Officials at the airport noticed that James Earl Ray had another Canadian passport under a different name. The UK quickly extradited him to Tennessee, where he was charged with King’s murder. He confessed on his 41st birthday, and after he pleaded guilty, he was sentenced to 99 years in prison.
Confession Reversal
Just three days after Earl Ray pleaded guilty, he recanted his confession despite extensive evidence. James originally pled guilty plea on the advice of his attorney, Percy Foreman, to avoid the sentence of death by electrocution. However, since 1967 and following Furman v. Georgia, a death sentence would have been commuted as unconstitutional under the de facto moratorium.
Ray began claiming that a man he met in Montreal in 1967, who used the alias “Raul,” had been deeply involved. He asserted that it was not himself who “personally shot Dr. King” but was “partially responsible without knowing it,” which hinted to a conspiracy that he did not kill King for financial gain. Ray told this version of King’s assassination and his flight in the two months afterward to journalist William Bradford Huie.
Investigation Of Conspiracy
Huie investigated this story to determine ray’s innocence and discovered that James Earl lied about some details. He told Huie that he left the rifle with his fingerprints on them because becoming a famous criminal was a goal of his.
Upon investigation, police would discover that Harvey Lowmeyer purchased the gun in Birmingham, AL, on March 30th, only five days before the shooting.
He believed that the Governor of Alabama, George Wallace, would soon be elected president and only be confined for a short time.
He then spent the remainder of his life unsuccessfully attempting to withdraw from pleading guilty and securing a new trial. This drew the ire of many of King’s family.
Second Prison Break
On June 10th, 1977, James and six other convicts escaped from Brushy Mountain State Penitentiary in Petros, Tennessee. They were recaptured on June 13th. A year was added to his previous 99-year sentence, making it an even 100 years. In 1997 King’s son Dexter King visited Ray in prison to draw attention to the family’s push to appeal his case.
How Did James Earl Ray Die?
James died at Columbia Nashville Memorial Hospital in Nashville, Tennessee, on April 23rd, 1998, from complications caused by hepatitis C. Ray had been treated for liver disease over the years. According to the Tennessee Department of Correction, the cause of death was kidney failure.

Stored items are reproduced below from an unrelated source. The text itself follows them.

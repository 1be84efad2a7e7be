//! Session management
//!
//! Every execution of one of the software's executables runs inside a
//! session: a timestamped directory holding the log file and any CSV/JSON
//! data archived during the run.

// ---------------------------------------------------------------------------
// IMPORTS
// ---------------------------------------------------------------------------

// External imports
use chrono::{DateTime, Utc};
use conquer_once::OnceCell;
use log::warn;
use serde::Serialize;
use std::fs;
use std::path::{Path, PathBuf};
use thiserror::Error;

// Internal imports
use crate::time;

// ---------------------------------------------------------------------------
// STATICS
// ---------------------------------------------------------------------------

static SESSION_EPOCH: OnceCell<DateTime<Utc>> = OnceCell::uninit();

// ---------------------------------------------------------------------------
// CONSTANTS
// ---------------------------------------------------------------------------

/// A chrono format string used to timestamp session directories.
const TIMESTAMP_FORMAT: &str = "%Y%m%d_%H%M%S";

// ---------------------------------------------------------------------------
// DATA STRUCTURES
// ---------------------------------------------------------------------------

/// A struct storing information about the current session
#[derive(Clone)]
pub struct Session {
    /// The root directory for this session
    pub session_root: PathBuf,

    /// The root directory for this session's archives
    pub arch_root: PathBuf,

    /// The path to the session's log file
    pub log_file_path: PathBuf,
}

// ---------------------------------------------------------------------------
// ENUMERATIONS
// ---------------------------------------------------------------------------

/// Possible errors associated with the session module.
#[derive(Error, Debug)]
pub enum SessionError {
    #[error("The software root environment variable (REPEAT_SW_ROOT) is not set")]
    SwRootNotSet,

    #[error("Cannot create the session directory: {0}")]
    CannotCreateDir(std::io::Error),

    #[error(
        "Cannot initialise the session epoch, have you already initialised the\
         session? (conquer_once error: {0})"
    )]
    CannotInitEpoch(conquer_once::TryInitError),

    #[error("Cannot get the epoch time, did you forget to initialise the session?")]
    CannotGetEpoch,
}

// ---------------------------------------------------------------------------
// IMPLEMENTATIONS
// ---------------------------------------------------------------------------

impl Session {
    /// Start a new session within the given directory.
    ///
    /// This will create a new session directory named `{exec_name}_{timestamp}`
    /// under `<REPEAT_SW_ROOT>/{sessions_dir}`.
    pub fn new(exec_name: &str, sessions_dir: &str) -> Result<Self, SessionError> {
        // Set the session epoch
        match SESSION_EPOCH.try_init_once(Utc::now) {
            Ok(_) => (),
            Err(e) => return Err(SessionError::CannotInitEpoch(e)),
        };

        // Format the session epoch as a timestamp
        let timestamp = match SESSION_EPOCH.get() {
            Some(e) => e.format(TIMESTAMP_FORMAT),
            None => return Err(SessionError::CannotGetEpoch),
        };

        // Get the root directory
        let root = crate::host::get_repeat_sw_root().map_err(|_| SessionError::SwRootNotSet)?;

        // Create the session path
        let mut path: PathBuf = root;
        path.push(String::from(sessions_dir));
        path.push(format!("{}_{}", exec_name, timestamp));

        // Create the directory
        match fs::create_dir_all(path.clone()) {
            Ok(_) => (),
            Err(e) => return Err(SessionError::CannotCreateDir(e)),
        };

        // Create the archive dir
        let mut arch_path: PathBuf = path.clone();
        arch_path.push("arch");
        match fs::create_dir_all(arch_path.clone()) {
            Ok(_) => (),
            Err(e) => return Err(SessionError::CannotCreateDir(e)),
        };

        // Create the log file path
        let mut log_file_path = path.clone();
        log_file_path.push(format!("{}.log", exec_name));

        Ok(Session {
            session_root: path,
            arch_root: arch_path,
            log_file_path,
        })
    }

    /// Save the given data as pretty-printed JSON at the given
    /// session-relative path.
    ///
    /// Failures to save are warnings, not errors, so that archiving never
    /// takes down the main loop.
    pub fn save_json<P: AsRef<Path>, T: Serialize>(&self, path: P, data: &T) {
        let full_path = self.session_root.join(path.as_ref());

        let file = match fs::File::create(&full_path) {
            Ok(f) => f,
            Err(e) => {
                warn!("Couldn't create file {:?}: {}", full_path, e);
                return;
            }
        };

        if let Err(e) = serde_json::to_writer_pretty(&file, data) {
            warn!("Couldn't serialise data for file {:?}: {}", full_path, e);
        }
    }
}

// ---------------------------------------------------------------------------
// PUBLIC FUNCTIONS
// ---------------------------------------------------------------------------

/// Get the number of seconds elapsed since the start of the session.
///
/// # Panics
/// - This function will panic if the session epoch has not been
///   initialised, which is performed on creating a new Session instance.
pub fn get_elapsed_seconds() -> f64 {
    match SESSION_EPOCH.get() {
        Some(e) => {
            let elapsed = Utc::now() - *e;
            match time::duration_to_seconds(elapsed) {
                Some(s) => s,
                None => std::f64::NAN,
            }
        }
        None => panic!("Cannot get the session epoch!"),
    }
}

/// Return a reference to the session's epoch.
///
/// # Panics
/// - This function will panic if the session epoch has not been
///   initialised, which is performed on creating a new Session instance.
pub fn get_epoch() -> &'static DateTime<Utc> {
    match SESSION_EPOCH.get() {
        Some(e) => e,
        None => panic!("Cannot get the session epoch!"),
    }
}
//! # Repeat dataset recorder
//!
//! When enabled, each processed live frame is written out as a new dataset
//! in the standard teach format: a `dataset.txt` of relative transforms and
//! one resized `frame_%06d.png` per frame. A repeat run recorded this way
//! can itself be processed into a new teach route.

// ---------------------------------------------------------------------------
// IMPORTS
// ---------------------------------------------------------------------------

// External
use csv::Writer;
use image::{imageops::FilterType, DynamicImage};
use std::fs::File;
use std::path::{Path, PathBuf};

// Internal
use crate::localiser::image_source::frame_file_name;
use crate::transform::Se2;

// ---------------------------------------------------------------------------
// CONSTANTS
// ---------------------------------------------------------------------------

/// Column headers of the dataset file, shared with the teach format.
const DATASET_HEADER: [&str; 7] = [
    "frame_id",
    "relative_odom_x(m)",
    "relative_odom_y(m)",
    "relative_odom_yaw(rad)",
    "relative_pose_x(m)",
    "relative_pose_y(m)",
    "relative_pose_yaw(rad)",
];

// ---------------------------------------------------------------------------
// DATA STRUCTURES
// ---------------------------------------------------------------------------

/// Writes processed live frames out as a new dataset.
pub struct Recorder {
    save_dir: PathBuf,

    /// Resolution frames are resized to before saving.
    ///
    /// Units: pixels, as [width, height]
    resize_px: [u32; 2],

    writer: Writer<File>,
}

// ---------------------------------------------------------------------------
// ENUMERATIONS
// ---------------------------------------------------------------------------

/// Errors associated with recording the repeat dataset.
#[derive(Debug, thiserror::Error)]
pub enum RecorderError {
    #[error("Cannot prepare the save directory: {0}")]
    DirError(std::io::Error),

    #[error("Cannot write to the dataset file: {0}")]
    DatasetError(csv::Error),

    #[error("Cannot save the frame image: {0}")]
    ImageError(image::ImageError),
}

// ---------------------------------------------------------------------------
// IMPLEMENTATIONS
// ---------------------------------------------------------------------------

impl Recorder {
    /// Create a recorder writing into the given directory.
    ///
    /// An existing directory at the save path is deleted along with its
    /// contents, matching the teach pass behaviour of always producing a
    /// fresh dataset.
    pub fn new<P: AsRef<Path>>(save_dir: P, resize_px: [u32; 2]) -> Result<Self, RecorderError> {
        let save_dir = save_dir.as_ref().to_path_buf();

        if save_dir.exists() {
            std::fs::remove_dir_all(&save_dir).map_err(RecorderError::DirError)?;
        }
        std::fs::create_dir_all(&save_dir).map_err(RecorderError::DirError)?;

        let mut writer =
            Writer::from_path(save_dir.join("dataset.txt")).map_err(RecorderError::DatasetError)?;
        writer
            .write_record(&DATASET_HEADER)
            .map_err(RecorderError::DatasetError)?;

        Ok(Self {
            save_dir,
            resize_px,
            writer,
        })
    }

    /// Record one processed frame.
    pub fn record(
        &mut self,
        frame_id: u64,
        image: &DynamicImage,
        rel_odom: &Se2,
        rel_pose: &Se2,
    ) -> Result<(), RecorderError> {
        // Save the resized frame image
        let resized = image.resize_exact(self.resize_px[0], self.resize_px[1], FilterType::Triangle);
        resized
            .save(self.save_dir.join(frame_file_name(frame_id as usize)))
            .map_err(RecorderError::ImageError)?;

        // Append the dataset row
        self.writer
            .serialize((
                frame_id,
                rel_odom.x_m(),
                rel_odom.y_m(),
                rel_odom.yaw_rad(),
                rel_pose.x_m(),
                rel_pose.y_m(),
                rel_pose.yaw_rad(),
            ))
            .map_err(RecorderError::DatasetError)?;

        self.writer
            .flush()
            .map_err(|e| RecorderError::DatasetError(csv::Error::from(e)))?;

        Ok(())
    }
}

Is James Earl Ray Still Alive?
No, James died on April 23rd, 1998. His cause of death was listed as kidney failure.
The King Family After Ray’s Death
Even after Ray died, the family, including Coretta King, continued to say that there was “overwhelming evidence that identified someone else, not James Earl Ray, as the shooter, and that Mr. Ray was set up to take the blame.” The King family’s belief in Ray’s innocence was partly influenced by the strange case of Loyd Jowers, who’d owned the restaurant below Ray’s rented room in Memphis.